Alexandre Dussaucy has joined Wells Fargo Asset Management, an asset management affiliate of the US financial services firm, according to reports in Newsmanagers. Dussaucy will initially be based in London, and will handle the launch of the firm in France and French-speaking Europe, and its commercial development. Dussaucy previously worked at Markov Processes International, where he was executive vice president, in charge of sales and professional services, for Europe, the Middle East and Africa.

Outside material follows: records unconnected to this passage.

use tracing::{error, info, info_span, warn};
use uuid::Uuid;

use crate::artifacts::ModelContext;
use crate::error::{PredictError, Result};
use crate::features;
use crate::inference::{self, InferenceOutcome};
use crate::models::{DerivedFeatures, PredictRequest, PredictionResult};
use crate::recommend;

#[derive(Debug, Clone)]
pub struct Evaluation {
    pub features: DerivedFeatures,
    pub inference: InferenceOutcome,
    pub result: PredictionResult,
}

pub fn evaluate(context: &ModelContext, request: &PredictRequest) -> Result<Evaluation> {
    let features = features::extract(request)?;
    let inference = inference::infer(context, &features)?;

    let result = PredictionResult {
        predicted_grade: inference.predicted_grade().to_string(),
        performance_category: inference.performance_category().to_string(),
        risk_level: inference.risk_level().to_string(),
        recommendations: recommend::recommend(&features, inference.risk_index),
        predicted_grade_value: features.predicted_grade_value(),
    };

    Ok(Evaluation {
        features,
        inference,
        result,
    })
}

/// Runs one JSON request body end to end and returns the status code with the
/// response body.
pub fn handle_request(context: &ModelContext, body: &str) -> (u16, serde_json::Value) {
    let request_id = Uuid::new_v4();
    let span = info_span!("predict", %request_id);
    let _guard = span.enter();

    let outcome = serde_json::from_str::<PredictRequest>(body)
        .map_err(PredictError::from)
        .and_then(|request| evaluate(context, &request));

    match outcome {
        Ok(evaluation) => {
            info!(
                mode = evaluation.inference.mode.label(),
                avg_grade = evaluation.features.avg_grade,
                predicted_grade = %evaluation.result.predicted_grade,
                risk_level = %evaluation.result.risk_level,
                recommendations = evaluation.result.recommendations.len(),
                "Prediction complete"
            );
            match serde_json::to_value(&evaluation.result) {
                Ok(value) => (200, value),
                Err(err) => {
                    let err = PredictError::Unexpected(format!("failed to encode result: {err}"));
                    error!(error = ?err, "Failed to encode prediction");
                    (err.status_code(), err.to_payload())
                }
            }
        }
        Err(err @ PredictError::MissingInput(_)) => {
            warn!(error = %err, "Rejected prediction request");
            (err.status_code(), err.to_payload())
        }
        Err(err) => {
            error!(
                error = ?err,
                code = err.error_code(),
                body = %body,
                "Error processing prediction"
            );
            (err.status_code(), err.to_payload())
        }
    }
}
use ndarray::Array2;
use tracing::{debug, warn};

use crate::artifacts::ModelContext;
use crate::error::{PredictError, Result};
use crate::models::{DerivedFeatures, FeatureMode};

pub const GRADE_BANDS: [&str; 6] = [
    "F (Below 50%)",
    "C to B (50-60%)",
    "B to B+ (60-70%)",
    "B+ to A (70-80%)",
    "A to A+ (80-90%)",
    "A+ to O (90-100%)",
];

pub const RISK_LEVELS: [&str; 3] = ["Low Risk", "Moderate Risk", "High Risk"];

pub const PERFORMANCE_CATEGORIES: [&str; 3] = [
    "Performing Well",
    "Needs Improvement",
    "Needs Immediate Intervention",
];

pub trait Classifier: Send + Sync {
    /// Predict one raw class index per row. Indices are not range-checked.
    fn predict(&self, features: &Array2<f64>) -> Result<Vec<i64>>;

    fn expected_input_width(&self) -> Option<usize> {
        None
    }
}

pub trait Scaler: Send + Sync {
    /// Fails with `PredictError::Shape` when the width differs from the fit width.
    fn transform(&self, features: &Array2<f64>) -> Result<Array2<f64>>;
}

#[derive(Debug, Clone, Copy, PartialEq, Eq)]
pub struct InferenceOutcome {
    pub mode: FeatureMode,
    pub grade_index: usize,
    pub risk_index: usize,
}

impl InferenceOutcome {
    pub fn predicted_grade(&self) -> &'static str {
        GRADE_BANDS[self.grade_index]
    }

    pub fn risk_level(&self) -> &'static str {
        RISK_LEVELS[self.risk_index]
    }

    pub fn performance_category(&self) -> &'static str {
        PERFORMANCE_CATEGORIES[self.risk_index]
    }
}

pub fn clamp_index(raw: i64, len: usize) -> usize {
    let max = len.saturating_sub(1) as i64;
    raw.clamp(0, max) as usize
}

pub fn select_mode(grade: &dyn Classifier) -> FeatureMode {
    match grade.expected_input_width() {
        Some(width) if width == FeatureMode::Legacy.width() => FeatureMode::Legacy,
        _ => FeatureMode::Extended,
    }
}

/// Scales the mode's vector, retrying once with the legacy vector on a width
/// mismatch. Returns the mode that was actually scaled.
pub fn scale_features(
    scaler: &dyn Scaler,
    features: &DerivedFeatures,
    mode: FeatureMode,
) -> Result<(FeatureMode, Array2<f64>)> {
    match scaler.transform(&features.vector(mode)) {
        Ok(scaled) => Ok((mode, scaled)),
        Err(PredictError::Shape { expected, actual }) => {
            warn!(
                expected,
                actual, "Scaling failed on feature width, falling back to legacy features"
            );
            scaler
                .transform(&features.vector(FeatureMode::Legacy))
                .map(|scaled| (FeatureMode::Legacy, scaled))
                .map_err(|err| {
                    PredictError::Inference(format!("legacy feature retry failed: {err}"))
                })
        }
        Err(other) => Err(other),
    }
}

fn first_class(classifier: &dyn Classifier, scaled: &Array2<f64>, name: &str) -> Result<i64> {
    let predictions = classifier.predict(scaled).map_err(|err| match err {
        PredictError::Shape { .. } => PredictError::Inference(format!("{name} classifier: {err}")),
        other => other,
    })?;

    predictions
        .first()
        .copied()
        .ok_or_else(|| PredictError::Inference(format!("{name} classifier returned no prediction")))
}

pub fn infer(context: &ModelContext, features: &DerivedFeatures) -> Result<InferenceOutcome> {
    let requested = select_mode(context.grade());
    debug!(mode = requested.label(), "Selected feature mode");

    let (mode, scaled) = scale_features(context.scaler(), features, requested)?;

    let grade_raw = first_class(context.grade(), &scaled, "grade")?;
    let risk_raw = first_class(context.risk(), &scaled, "risk")?;
    debug!(grade_raw, risk_raw, mode = mode.label(), "Raw class indices");

    Ok(InferenceOutcome {
        mode,
        grade_index: clamp_index(grade_raw, GRADE_BANDS.len()),
        risk_index: clamp_index(risk_raw, RISK_LEVELS.len()),
    })
}

#[cfg(test)]
pub(crate) mod testing {
    use super::*;

    pub struct FixedClassifier {
        pub width: Option<usize>,
        pub class: i64,
    }

    impl Classifier for FixedClassifier {
        fn predict(&self, features: &Array2<f64>) -> Result<Vec<i64>> {
            if let Some(expected) = self.width {
                if features.ncols() != expected {
                    return Err(PredictError::Shape {
                        expected,
                        actual: features.ncols(),
                    });
                }
            }
            Ok(vec![self.class; features.nrows()])
        }

        fn expected_input_width(&self) -> Option<usize> {
            self.width
        }
    }

    pub struct WidthScaler {
        pub width: usize,
    }

    impl Scaler for WidthScaler {
        fn transform(&self, features: &Array2<f64>) -> Result<Array2<f64>> {
            if features.ncols() != self.width {
                return Err(PredictError::Shape {
                    expected: self.width,
                    actual: features.ncols(),
                });
            }
            Ok(features.clone())
        }
    }

    pub fn context(
        grade_width: Option<usize>,
        grade_class: i64,
        risk_class: i64,
        scaler_width: usize,
    ) -> ModelContext {
        ModelContext::new(
            Box::new(FixedClassifier {
                width: grade_width,
                class: grade_class,
            }),
            Box::new(FixedClassifier {
                width: None,
                class: risk_class,
            }),
            Box::new(WidthScaler {
                width: scaler_width,
            }),
        )
    }
}
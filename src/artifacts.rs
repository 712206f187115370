use std::path::{Path, PathBuf};

use anyhow::{bail, ensure, Context};
use ndarray::{Array1, Array2, Axis};
use serde::{Deserialize, Serialize};
use tracing::info;

use crate::error::{PredictError, Result};
use crate::inference::{select_mode, Classifier, Scaler};

pub struct ModelContext {
    grade: Box<dyn Classifier>,
    risk: Box<dyn Classifier>,
    scaler: Box<dyn Scaler>,
    source: Option<PathBuf>,
}

impl ModelContext {
    pub fn new(
        grade: Box<dyn Classifier>,
        risk: Box<dyn Classifier>,
        scaler: Box<dyn Scaler>,
    ) -> Self {
        Self {
            grade,
            risk,
            scaler,
            source: None,
        }
    }

    pub fn from_path(path: &Path) -> anyhow::Result<Self> {
        let contents = std::fs::read_to_string(path)
            .with_context(|| format!("failed to read model artifacts at {}", path.display()))?;
        let bundle: ArtifactBundle = serde_json::from_str(&contents)
            .with_context(|| format!("failed to parse model artifacts at {}", path.display()))?;

        let mut context = bundle.into_context()?;
        context.source = Some(path.to_path_buf());
        info!(
            path = %path.display(),
            grade_width = ?context.grade.expected_input_width(),
            mode = select_mode(context.grade()).label(),
            "Models loaded"
        );
        Ok(context)
    }

    pub fn reload(&self) -> anyhow::Result<Self> {
        match &self.source {
            Some(path) => Self::from_path(path),
            None => bail!("model context was not loaded from a file and cannot be reloaded"),
        }
    }

    pub fn grade(&self) -> &dyn Classifier {
        self.grade.as_ref()
    }

    pub fn risk(&self) -> &dyn Classifier {
        self.risk.as_ref()
    }

    pub fn scaler(&self) -> &dyn Scaler {
        self.scaler.as_ref()
    }

    pub fn source(&self) -> Option<&Path> {
        self.source.as_deref()
    }
}

#[derive(Debug, Clone, Serialize, Deserialize)]
pub struct ArtifactBundle {
    pub scaler: StandardScaler,
    pub grade_model: LinearClassifier,
    pub risk_model: LinearClassifier,
}

impl ArtifactBundle {
    pub fn into_context(self) -> anyhow::Result<ModelContext> {
        self.scaler.validate().context("invalid scaler")?;
        self.grade_model.validate().context("invalid grade model")?;
        self.risk_model.validate().context("invalid risk model")?;

        Ok(ModelContext::new(
            Box::new(self.grade_model),
            Box::new(self.risk_model),
            Box::new(self.scaler),
        ))
    }
}

#[derive(Debug, Clone, Serialize, Deserialize)]
pub struct StandardScaler {
    pub mean: Vec<f64>,
    pub scale: Vec<f64>,
}

impl StandardScaler {
    pub fn width(&self) -> usize {
        self.mean.len()
    }

    fn validate(&self) -> anyhow::Result<()> {
        ensure!(!self.mean.is_empty(), "scaler has no features");
        ensure!(
            self.mean.len() == self.scale.len(),
            "mean has {} entries but scale has {}",
            self.mean.len(),
            self.scale.len()
        );
        ensure!(
            self.mean.iter().chain(&self.scale).all(|v| v.is_finite()),
            "scaler contains non-finite values"
        );
        Ok(())
    }
}

impl Scaler for StandardScaler {
    fn transform(&self, features: &Array2<f64>) -> Result<Array2<f64>> {
        if features.ncols() != self.width() {
            return Err(PredictError::Shape {
                expected: self.width(),
                actual: features.ncols(),
            });
        }

        let mean = Array1::from(self.mean.clone());
        // Constant features were fit with zero variance.
        let scale = Array1::from_iter(self.scale.iter().map(|s| if *s == 0.0 { 1.0 } else { *s }));
        Ok((features - &mean) / &scale)
    }
}

/// Linear one-score-per-class model; the highest scoring class wins.
#[derive(Debug, Clone, Serialize, Deserialize)]
pub struct LinearClassifier {
    pub classes: Vec<i64>,
    pub weights: Vec<Vec<f64>>,
    pub intercepts: Vec<f64>,
}

impl LinearClassifier {
    pub fn width(&self) -> usize {
        self.weights.first().map(Vec::len).unwrap_or(0)
    }

    fn validate(&self) -> anyhow::Result<()> {
        ensure!(!self.classes.is_empty(), "model has no classes");
        ensure!(
            self.weights.len() == self.classes.len() && self.intercepts.len() == self.classes.len(),
            "expected {} weight rows and intercepts, got {} and {}",
            self.classes.len(),
            self.weights.len(),
            self.intercepts.len()
        );
        let width = self.width();
        ensure!(width > 0, "model has no features");
        ensure!(
            self.weights.iter().all(|row| row.len() == width),
            "weight rows differ in width"
        );
        ensure!(
            self.weights
                .iter()
                .flatten()
                .chain(&self.intercepts)
                .all(|v| v.is_finite()),
            "model contains non-finite values"
        );
        Ok(())
    }

    fn weight_matrix(&self) -> Result<Array2<f64>> {
        let flat: Vec<f64> = self.weights.iter().flatten().copied().collect();
        Array2::from_shape_vec((self.classes.len(), self.width()), flat)
            .map_err(|err| PredictError::Unexpected(format!("malformed weights: {err}")))
    }
}

impl Classifier for LinearClassifier {
    fn predict(&self, features: &Array2<f64>) -> Result<Vec<i64>> {
        if features.ncols() != self.width() {
            return Err(PredictError::Shape {
                expected: self.width(),
                actual: features.ncols(),
            });
        }

        let intercepts = Array1::from(self.intercepts.clone());
        let scores = features.dot(&self.weight_matrix()?.t()) + &intercepts;

        Ok(scores
            .axis_iter(Axis(0))
            .map(|row| {
                let best = row
                    .iter()
                    .enumerate()
                    .fold((0, f64::NEG_INFINITY), |best, (index, score)| {
                        if *score > best.1 {
                            (index, *score)
                        } else {
                            best
                        }
                    })
                    .0;
                self.classes[best]
            })
            .collect())
    }

    fn expected_input_width(&self) -> Option<usize> {
        Some(self.width())
    }
}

He spent 5 years at the firm.
The US bond manager Matthew Marra has left BlackRock, where he spent 15 years, Citywire Global reports. He had been co-principal manager of the BGF US Dollar Core Bond fund (USD472bn), since October 2006. Eric Pellicciaro, junior manager of the fund, has also left the firm. The managers, Rob Rieder and Bob Miller, will be responsible for managing the BGF US Dollar Core Bond.
In a license application to the SEC dated 7 December, Fidelity Management & Research Company, Fidelity Distributors Corportaion and Fidelity Merrimack Street trust have announced plans to launch a range of actively-managed ETFs, the first of which is expected to be the Fidelity Corporate Bond ETF. The new funds, which may use a master-feeder formula, may be listed on the NYSE-Arca platform.
Ossiam has recruited Julien Valarcher for its commercial development team led by Isabelle Bourcier. Valarcher will be in charge of developing French clients of private banks and wealth managers, diversified management and multi-management, a statement says. Before joining Ossiam, Valarcher served for four years as a salesman at Oddo Corporate Finance. The appointment follows the recent arrival of Michel Prouteau on the same team.